### Exercise description
Say how many lines in the records hold "FfmpegEncoder". Nothing but the number should be given.

========

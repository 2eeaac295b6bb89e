use std::sync::Arc;

use crate::adapters::FfmpegEncoder;
use crate::app::{
    editor_interactor::EditorInteractor, export_interactor::ExportInteractor,
    inspect_interactor::InspectInteractor,
};
use crate::config::CutlistConfig;
use crate::domain::model::Project;
use crate::engine::LoggingProgress;
use crate::ports::Encoder;

pub trait AppContainer: Send + Sync {
    fn editor(&self, project: Project) -> EditorInteractor;
    fn inspect_interactor(&self) -> Arc<InspectInteractor>;
    fn export_interactor(&self) -> Arc<ExportInteractor>;
}

/// Wires interactors to one shared encoder
pub struct DefaultAppContainer {
    config: CutlistConfig,
    inspect_interactor: Arc<InspectInteractor>,
    export_interactor: Arc<ExportInteractor>,
}

impl DefaultAppContainer {
    /// Container backed by the ffmpeg command line tools
    pub fn new(config: CutlistConfig) -> Self {
        let encoder: Arc<dyn Encoder> = Arc::new(FfmpegEncoder::new(&config.encoder));
        Self::with_encoder(config, encoder)
    }

    /// Container around any encoder, e.g. a test double
    pub fn with_encoder(config: CutlistConfig, encoder: Arc<dyn Encoder>) -> Self {
        let inspect_interactor = Arc::new(InspectInteractor::new(
            Arc::clone(&encoder),
            config.smart_cut.clone(),
        ));
        let export_interactor = Arc::new(
            ExportInteractor::new(Arc::clone(&encoder), config.clone())
                .with_callback(Arc::new(LoggingProgress)),
        );

        Self {
            config,
            inspect_interactor,
            export_interactor,
        }
    }

    pub fn config(&self) -> &CutlistConfig {
        &self.config
    }
}

impl AppContainer for DefaultAppContainer {
    fn editor(&self, project: Project) -> EditorInteractor {
        EditorInteractor::from_project(project, self.config.edl.clone())
    }

    fn inspect_interactor(&self) -> Arc<InspectInteractor> {
        Arc::clone(&self.inspect_interactor)
    }

    fn export_interactor(&self) -> Arc<ExportInteractor> {
        Arc::clone(&self.export_interactor)
    }
}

========

### Written reply
2